Bidders combine, demand DOTC to refund expenses

GOTCHA - Jarius Bondoc - The Philippine Star

Is looting justifiable in the wake of Typhoon Yolanda? Yes, says rights lawyer Sara Jane Suguitan, as reports filter in from the Visayas of store break-ins by famished townsfolk. “Looters may be exempt from criminal liability due to humanitarian reasons.”

“As a general rule, stealing of any kind is criminal and punishable by law. But under the Revised Penal Code, acts performed during a state of emergency may amount to a justifying circumstance,” says Suguitan.

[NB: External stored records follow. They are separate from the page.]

/// Parse `simulate dt = x frames = n`
fn parse_simulate(line: &str, span: Option<Span>) -> Result<SimulateDecl, ParseError> {
    let rest = strip_keyword(line, "simulate", span)?;
    let mut dt = None;
    let mut frames = None;

    for (key, value) in parse_assignments(rest, line, span)? {
        match key {
            "dt" => dt = Some(parse_f32(value, span)?),
            "frames" => frames = Some(parse_u32(value, span)?),
            _ => {
                return Err(ParseError::new(
                    format!("Unknown simulate key '{}': {}", key, line),
                    span,
                ));
            }
        }
    }

    let dt = dt
        .ok_or_else(|| ParseError::new(format!("Expected 'dt =' in simulate: {}", line), span))?;
    let frames = frames.ok_or_else(|| {
        ParseError::new(format!("Expected 'frames =' in simulate: {}", line), span)
    })?;

    Ok(SimulateDecl { dt, frames, span })
}

// ============================================================================
// Lexical helpers
// ============================================================================

fn strip_keyword<'a>(line: &'a str, keyword: &str, span: Option<Span>) -> Result<&'a str, ParseError> {
    line.strip_prefix(keyword)
        .map(str::trim)
        .ok_or_else(|| ParseError::new(format!("Expected '{}' keyword", keyword), span))
}

/// Split off the first whitespace-delimited token.
fn take_token(text: &str) -> (&str, &str) {
    let text = text.trim_start();
    match text.find(char::is_whitespace) {
        Some(end) => (&text[..end], text[end..].trim_start()),
        None => (text, ""),
    }
}

/// Parse a leading `(x, y, z)` and return the remaining text.
fn take_vec3<'a>(text: &'a str, line: &str, span: Option<Span>) -> Result<(Vec3, &'a str), ParseError> {
    let text = text.trim_start();
    let inner = text.strip_prefix('(').ok_or_else(|| {
        ParseError::new(format!("Expected '(' in vector: {}", line), span)
    })?;
    let close = inner.find(')').ok_or_else(|| {
        ParseError::new(format!("Expected ')' in vector: {}", line), span)
    })?;

    let coords: Vec<&str> = inner[..close].split(',').map(|s| s.trim()).collect();
    if coords.len() != 3 {
        return Err(ParseError::new(
            format!("Expected three components in vector: {}", line),
            span,
        ));
    }

    let value = Vec3::new(
        parse_f32(coords[0], span)?,
        parse_f32(coords[1], span)?,
        parse_f32(coords[2], span)?,
    );
    Ok((value, inner[close + 1..].trim_start()))
}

Article 11, Paragraph 4 reads: “The following do not incur any criminal liability ... (4) Any person who, in order to avoid an evil or injury, does an act which causes damage to another, provided that the following requisites are present: First, that the evil sought to be avoided actually exists; Second, that the injury feared be greater than that done to avoid it; Third, that there be no other practical and less harmful means of preventing it.”

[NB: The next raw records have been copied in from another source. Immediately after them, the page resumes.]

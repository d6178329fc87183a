//! Diagnostics and error reporting for scene files
//!
//! Spans locate a problem in the scene source; diagnostics collect analyzer
//! findings; the `format_*` helpers render errors for terminal output.

use crate::scene::ParseError;
use std::fmt;

/// Byte range in the scene source.
#[derive(Debug, Clone, Copy, PartialEq, Eq)]
pub struct Span {
    pub start: usize,
    pub end: usize,
}

impl Span {
    pub fn new(start: usize, end: usize) -> Self {
        Self { start, end }
    }

    /// 0-indexed line containing `start`.
    pub fn line_in(&self, source: &str) -> usize {
        let upto = self.start.min(source.len());
        source.as_bytes()[..upto].iter().filter(|&&b| b == b'\n').count()
    }
}

#[derive(Debug, Clone, Copy, PartialEq, Eq)]
pub enum DiagnosticSeverity {
    Error,
    Warning,
}

#[derive(Debug, Clone, PartialEq)]
pub struct Diagnostic {
    pub severity: DiagnosticSeverity,
    pub message: String,
    pub span: Option<Span>,
}

impl Diagnostic {
    pub fn error(message: impl Into<String>, span: Option<Span>) -> Self {
        Self {
            severity: DiagnosticSeverity::Error,
            message: message.into(),
            span,
        }
    }

    pub fn warning(message: impl Into<String>, span: Option<Span>) -> Self {
        Self {
            severity: DiagnosticSeverity::Warning,
            message: message.into(),
            span,
        }
    }

    pub fn is_error(&self) -> bool {
        self.severity == DiagnosticSeverity::Error
    }
}

impl fmt::Display for Diagnostic {
    fn fmt(&self, f: &mut fmt::Formatter<'_>) -> fmt::Result {
        let label = match self.severity {
            DiagnosticSeverity::Error => "error",
            DiagnosticSeverity::Warning => "warning",
        };
        write!(f, "{}: {}", label, self.message)
    }
}

/// Ordered collection of diagnostics from one analysis run.
#[derive(Debug, Clone, Default, PartialEq)]
pub struct Diagnostics {
    items: Vec<Diagnostic>,
}

impl Diagnostics {
    pub fn new() -> Self {
        Self::default()
    }

    pub fn push(&mut self, diagnostic: Diagnostic) {
        self.items.push(diagnostic);
    }

    pub fn has_errors(&self) -> bool {
        self.items.iter().any(Diagnostic::is_error)
    }

    pub fn errors(&self) -> impl Iterator<Item = &Diagnostic> {
        self.items.iter().filter(|d| d.is_error())
    }

    pub fn warnings(&self) -> impl Iterator<Item = &Diagnostic> {
        self.items.iter().filter(|d| !d.is_error())
    }

    pub fn iter(&self) -> impl Iterator<Item = &Diagnostic> {
        self.items.iter()
    }

    pub fn len(&self) -> usize {
        self.items.len()
    }

    pub fn is_empty(&self) -> bool {
        self.items.is_empty()
    }
}

/// Format a parse error with the offending source line, when known.
pub fn format_parse_error(error: &ParseError, source: &str) -> String {
    let mut msg = format!("Parse error: {}", error);

    if let Some(span) = error.span() {
        let line = span.line_in(source);
        if let Some(text) = source.lines().nth(line) {
            msg.push_str(&format!("\n  at line {}: {}", line + 1, text));
        }
    }

    msg
}

/// Format an analyzer diagnostic with its source line, when known.
pub fn format_diagnostic(diagnostic: &Diagnostic, source: &str) -> String {
    let mut msg = diagnostic.to_string();
    if let Some(span) = diagnostic.span {
        let line = span.line_in(source);
        if let Some(text) = source.lines().nth(line) {
            msg.push_str(&format!("\n  at line {}: {}", line + 1, text.trim()));
        }
    }
    msg
}

pub fn format_runtime_error(error: &dyn std::error::Error) -> String {
    format!("Runtime error: {}", error)
}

In short, preventing human deaths from hunger and thirst are mitigating.

Still, the police are correct in noting that armed bands are certainly not in desperate search of food and water if raiding banks, pawnshops, or gas stations. Best to shoot on sight such plain thieves, as anywhere else in the world. Sparing them could worsen the emergency.

As for lawmakers and municipal cohorts who looted multibillion-peso pork barrels that otherwise could have been used to stock food for calamities, hang ‘em high.

Some of them are endorsing their “pork” allocations for emergency relief post-Zamboanga City siege, Bohol earthquake, and Typhoon Yolanda. Fine. But let not such false generosity be the prelude to the retention of the “pork” in 2014 and beyond.

*      *      *

Admit failure of bidding and return our money. Four bidders are demanding that, after discovering the transport office’s lack of authority to bid out earlier this year the contract for vehicle license plates.

The four are among nine participants in last May’s bidding for the three-year P3.85-billion project. It was for production of 5.3 million pairs of motor vehicle plates and ten million pieces of motorcycle plates.

The Dept. of Transportation and Communications (DOTC) held the bidding without the requisite Multi-Year Obligational Authority. The lack of an MYOA in effect voided the bidding.

The MYOA is a certification from the Dept. of Budget and Management (DBM) of fund availability for state projects that take more than a year to complete. Under the law, an implementing agency must secure such document from the DBM before proceeding with a multiyear procurement.

The bidders had incurred expenses in order to participate. The DOTC bidding document alone cost P75,000. Filipino companies all, they were required to get experienced, high quality foreign partners.

Among the bidders’ other big-ticket expenses were for: preparation of technical-financial feasibility studies, executive time, round-trip flights to Europe and Asia, hotel stays, representation, and legal consultancies.

The four disgruntled bidders are the consortiums of Marianing & Sons Development Corp. and Daoming Optics and Chemical Co. (China); RNA Holdings Inc. and Utal Sp. Z.O.O. (Poland); Kolonwel Trading and Shanghai Fa Yu Industrial Co. (China); and Fereira Philippines and Utsch A.G. (Germany).

Each of them incurred costs of $200,000 to $500,000 (P8.6 million to P21.5 million). The DOTC would have to refund all nine bidders a low of $1.8 million to a high of $4.5 million (P77.4 million to P193.5 million).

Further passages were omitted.